Questo libertismo delle liberalizzazioni, altamente negativo, ha tolto ogni remora o ragionevolezza di dubbio sulla convenienza, praticità o opportunità di creare impresa. A tutti è concesso tutto: perchè non provarci e poi si vedrà?
Sappiamo, ormai, come sono finite le cose.
Tutti i desiderosi, avuti aiuti, finanziamenti, induzioni magari da multicatene, parenti desiderosi di collocare un congiunto senza lavoro, hanno aperto.
Si sono, poi, imbarcati in una marea di adempimenti, di lacci e laccetti, di burocrazia, spese, ecc. tali da cominciare a farsi venire dei dubbi.
Poi salta fuori che la maggior parte si infilano entro settori del terziario, dei lavori alla persona, al fitness, nel piccolo commercio, delle imprese legate al mondo della rete e dei suoi accessori, creatori di software o venditori di hardware(tutti seguaci del povero Bill), della gastro-eno, del divertimento ed intrattenimento, delle piccole imprese di comunicazione, delle sagre e fiere, insomma, pochissimi nell' industria o nell'agricoltura (salvo qualche impresa che fa un po di vini o altre branchie agricole, ma sempre di nicchia, sperando nei riconoscimenti di qualità che fanno guadagnare sui turisti dedicati e spendaccioni fanatici del gusto e della gola).
Poi questo novellame di imprese, nate come funghi dopo la pioggia, abbisognerebbe di clientela spendente e consumatrice per campare.
Se manca l'ultimo anello consumistico (spesso in questo genere di nuove imprese che non si riconducono certo a offerte di beni, in genere, essenziali) , cioè colui al quale devono essere richieste le contribuzioni pecuniarie, il comune cittadino, queste imprese, come recitano i testi economici, essendo marginali, sono destinate a fallire.

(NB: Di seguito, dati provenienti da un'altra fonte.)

//! Game-wide values that comment conditions are evaluated against.
//!
//! The game writes its state here (score, remaining time, flags such as
//! `"combo"`) and every [`Condition`](crate::components::condition::Condition)
//! of a comment schema reads the snapshot at the moment the supplier ticks.

use bevy_ecs::prelude::Resource;
use rustc_hash::{FxHashMap, FxHashSet};

#[derive(Debug, Clone, Default, Resource)]
pub struct WorldSignals {
    scalars: FxHashMap<String, f32>,
    integers: FxHashMap<String, i32>,
    strings: FxHashMap<String, String>,
    /// A key being present means "true".
    flags: FxHashSet<String>,
}

impl WorldSignals {
    pub fn set_scalar(&mut self, key: impl Into<String>, value: f32) {
        self.scalars.insert(key.into(), value);
    }
    pub fn get_scalar(&self, key: &str) -> Option<f32> {
        self.scalars.get(key).copied()
    }
    pub fn set_integer(&mut self, key: impl Into<String>, value: i32) {
        self.integers.insert(key.into(), value);
    }
    pub fn get_integer(&self, key: &str) -> Option<i32> {
        self.integers.get(key).copied()
    }
    /// Add `by` to an integer signal, starting from zero when absent.
    pub fn add_integer(&mut self, key: impl Into<String>, by: i32) -> i32 {
        let v = self.integers.entry(key.into()).or_insert(0);
        *v += by;
        *v
    }
    pub fn set_string(&mut self, key: impl Into<String>, value: impl Into<String>) {
        self.strings.insert(key.into(), value.into());
    }
    pub fn get_string(&self, key: &str) -> Option<&str> {
        self.strings.get(key).map(String::as_str)
    }
    pub fn set_flag(&mut self, key: impl Into<String>) {
        self.flags.insert(key.into());
    }
    pub fn clear_flag(&mut self, key: &str) {
        self.flags.remove(key);
    }
    pub fn has_flag(&self, key: &str) -> bool {
        self.flags.contains(key)
    }
}

#[cfg(test)]
mod tests {
    use super::*;

    #[test]
    fn test_flags() {
        let mut s = WorldSignals::default();
        assert!(!s.has_flag("combo"));
        s.set_flag("combo");
        assert!(s.has_flag("combo"));
        s.clear_flag("combo");
        assert!(!s.has_flag("combo"));
    }

    #[test]
    fn test_add_integer_starts_at_zero() {
        let mut s = WorldSignals::default();
        assert_eq!(s.add_integer("score", 5), 5);
        assert_eq!(s.add_integer("score", -2), 3);
        assert_eq!(s.get_integer("score"), Some(3));
    }

    #[test]
    fn test_scalars_and_strings() {
        let mut s = WorldSignals::default();
        s.set_scalar("time_left", 12.5);
        s.set_string("scene", "stage1");
        assert_eq!(s.get_scalar("time_left"), Some(12.5));
        assert_eq!(s.get_string("scene"), Some("stage1"));
        assert_eq!(s.get_scalar("missing"), None);
    }
}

Poi la colpa è della crisi e del Governo (in parte anche di quelli precedenti).
Quindi necessita informazione qualitativa e non quantitativa.
Con questa differenza potrebbero essere adottate misure molto più mirate ed eque che, al contrario dell'informazione quantitativa che conduce ad aiuti generici e non mirati, siano riservate ai soli aventi diritto; misure che raggiungerebbero meglio gli scopi sociali, e favorirebbero miglior rendimento politico ed economico.
Non importa, ad esempio, sapere quanti sono di numero i "disoccupati". Importante è conoscerne le caratteristiche, quanto sono disoccupati, se sono veri o falsi, se sono studenti o no, se rifiutano certi lavori, se ricevono sussidi o aiuti, se hanno voglia di lavorare veramente o se ne siano capaci, se non gli piaccia bighellonare a carico dei genitori, se siano disposti a fare sacrifici di mobilità, se lavorino in nero, se siano, per esempio, malati o incapaci (destinatari, allora, di altro tipo di inserimento sociale e di differenti provvedimenti).
Chi è in grado di ridimensionare il fenomeno?